Each line of the material must appear again in the answer, exactly.

### Exercise data

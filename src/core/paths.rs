//! Path resolution for cleanup targets.
//!
//! Classification follows the mount table, so a target must be resolved to
//! the real filesystem location before the device lookup. Cleanup candidates
//! routinely do not exist, in which case canonicalization is impossible and
//! a syntactic cleanup of `.`/`..` components has to do.

use std::env;
use std::path::{Component, Path, PathBuf};

/// Resolve a cleanup target to an absolute path, following symlinks when the
/// path exists and normalizing syntactically when it does not.
pub fn resolve_target_path(target: &Path) -> PathBuf {
    let absolute = if target.is_absolute() {
        target.to_path_buf()
    } else {
        env::current_dir().map_or_else(|_| target.to_path_buf(), |cwd| cwd.join(target))
    };

    std::fs::canonicalize(&absolute).unwrap_or_else(|_| strip_dot_components(&absolute))
}

/// Remove `.` components and resolve `..` against the preceding normal
/// component. Purely lexical; never touches the filesystem.
fn strip_dot_components(path: &Path) -> PathBuf {
    path.components()
        .fold(Vec::new(), |mut kept, component| {
            match component {
                Component::CurDir => {}
                Component::ParentDir => {
                    if matches!(kept.last(), Some(Component::Normal(_))) {
                        kept.pop();
                    }
                }
                other => kept.push(other),
            }
            kept
        })
        .into_iter()
        .collect()
}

######

■ Answer:
filename src/core/paths.rs
//! Path resolution for cleanup targets.
//!
//! Classification follows the mount table, so a target must be resolved to
//! the real filesystem location before the device lookup. Cleanup candidates
//! routinely do not exist, in which case canonicalization is impossible and
//! a syntactic cleanup of `.`/`..` components has to do.

use std::env;
use std::path::{Component, Path, PathBuf};

/// Resolve a cleanup target to an absolute path, following symlinks when the
/// path exists and normalizing syntactically when it does not.
pub fn resolve_target_path(target: &Path) -> PathBuf {
    let absolute = if target.is_absolute() {
        target.to_path_buf()
    } else {
        env::current_dir().map_or_else(|_| target.to_path_buf(), |cwd| cwd.join(target))
    };

    std::fs::canonicalize(&absolute).unwrap_or_else(|_| strip_dot_components(&absolute))
}

/// Remove `.` components and resolve `..` against the preceding normal
/// component. Purely lexical; never touches the filesystem.
fn strip_dot_components(path: &Path) -> PathBuf {
    path.components()
        .fold(Vec::new(), |mut kept, component| {
            match component {
                Component::CurDir => {}
                Component::ParentDir => {
                    if matches!(kept.last(), Some(Component::Normal(_))) {
                        kept.pop();
                    }
                }
                other => kept.push(other),
            }
            kept
        })
        .into_iter()
        .collect()
}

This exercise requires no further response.